Spin-glass quantum phase transition in amorphous arrays of Rydberg atoms
L. Brodoloni, J. Vovrosh, S. Julià-Farré, A. Dauphin, S. Pilati
TL;DR
The study investigates a quantum Ising model with power-law decaying antiferromagnetic couplings $J_{ij} \propto |\mathbf{r}_i-\mathbf{r}_j|^{-6}$ on amorphous 2D Rydberg arrays to assess spin-glass physics. Using unbiased quantum Monte Carlo with two-replica overlaps, the authors identify a quantum phase transition from a paramagnetic to a spin-glass phase at a critical transverse field $\Gamma_c \approx 0.86$, accompanied by short-range, isotropic antiferromagnetic correlations in the spin-glass phase and a nontrivial spin-overlap distribution $P(q)$ at feasible system sizes. A detailed finite-size scaling analysis yields $b_q \approx 1.63$ and $1/\nu \approx 1.22$, consistent with 2D Edwards-Anderson universality within error bars, while comparisons to the periodic kagome lattice show no glassy order, underscoring the importance of positional disorder. These findings suggest a feasible route to experimentally realize and study quantum spin-glass physics in amorphous Rydberg arrays and illuminate the interplay between disorder and frustration in quantum magnets.
Abstract
The experiments performed with neutral atoms trapped in optical tweezers and coherently coupled to the Rydberg state allow quantum simulations of paradigmatic Hamiltonians for quantum magnetism.

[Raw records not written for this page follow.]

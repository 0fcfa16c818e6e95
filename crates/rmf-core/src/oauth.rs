//! GitHub OAuth web application flow.
//!
//! The browser is sent to `{oauth_url}/authorize`; GitHub redirects back with a
//! `code` that is exchanged at `{oauth_url}/access_token` for a user token.

use crate::config::Config;
use crate::error::{FinderError, Result};
use crate::github::{ensure_success, http_client};
use reqwest::header::ACCEPT;
use reqwest::Url;
use serde::Deserialize;

/// Organization membership must be readable to check teams.
pub const SCOPE: &str = "read:org";

#[derive(Debug, Deserialize)]
struct TokenResponse {
    #[serde(default)]
    access_token: Option<String>,
    #[serde(default)]
    error: Option<String>,
}

#[derive(Clone)]
pub struct OAuthApp {
    oauth_url: String,
    client_id: String,
    client_secret: String,
}

impl std::fmt::Debug for OAuthApp {
    fn fmt(&self, f: &mut std::fmt::Formatter<'_>) -> std::fmt::Result {
        f.debug_struct("OAuthApp")
            .field("oauth_url", &self.oauth_url)
            .field("client_id", &self.client_id)
            .finish_non_exhaustive()
    }
}

impl OAuthApp {
    pub fn new(
        config: &Config,
        client_id: impl Into<String>,
        client_secret: impl Into<String>,
    ) -> Self {
        Self {
            oauth_url: config.oauth_url.trim_end_matches('/').to_string(),
            client_id: client_id.into(),
            client_secret: client_secret.into(),
        }
    }

    pub fn authorize_url(&self, redirect_uri: &str) -> Result<Url> {
        Url::parse_with_params(
            &format!("{}/authorize", self.oauth_url),
            [
                ("response_type", "code"),
                ("redirect_uri", redirect_uri),
                ("client_id", self.client_id.as_str()),
                ("scope", SCOPE),
            ],
        )
        .map_err(|e| FinderError::InvalidConfig(format!("oauth_url: {e}")))
    }

    /// Exchange an authorization code for an access token.
    ///
    /// GitHub reports a rejected code with a 200 and an `error` field; that
    /// case is `Ok(None)`.
    pub fn exchange_code(&self, code: &str, redirect_uri: &str) -> Result<Option<String>> {
        let response = http_client()?
            .post(format!("{}/access_token", self.oauth_url))
            .header(ACCEPT, "application/json")
            .form(&[
                ("client_id", self.client_id.as_str()),
                ("client_secret", self.client_secret.as_str()),
                ("code", code),
                ("redirect_uri", redirect_uri),
            ])
            .send()?;
        let token: TokenResponse = ensure_success(response)?.json()?;
        if let Some(error) = token.error {
            tracing::info!(%error, "OAuth code exchange rejected");
            return Ok(None);
        }
        Ok(token.access_token.filter(|t| !t.is_empty()))
    }
}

Previous studies have focused mainly on periodic arrangements of the optical tweezers, which host various spatially ordered magnetic phases. Here, we perform unbiased quantum Monte Carlo simulations of the ground state of quantum Ising models for amorphous arrays of Rydberg atoms. These models are designed to feature well-controlled local structural properties in the absence of long-range order. Notably, by determining the Edwards-Anderson order parameter, we find evidence of a quantum phase transition from a paramagnetic to a spin-glass phase. The magnetic structure factor indicates short-range isotropic antiferromagnetic correlations. For the feasible sizes, the spin-overlap distribution features a nontrivial structure with two broad peaks and a sizable weight at zero overlap. The comparison against results for the clean kagome lattice, which features local structural properties similar to those of our amorphous arrays, highlights the important role of the absence of long-range structural order of the underlying array. Our findings indicate a route to experimentally implement the details of a Hamiltonian which hosts a quantum spin-glass phase.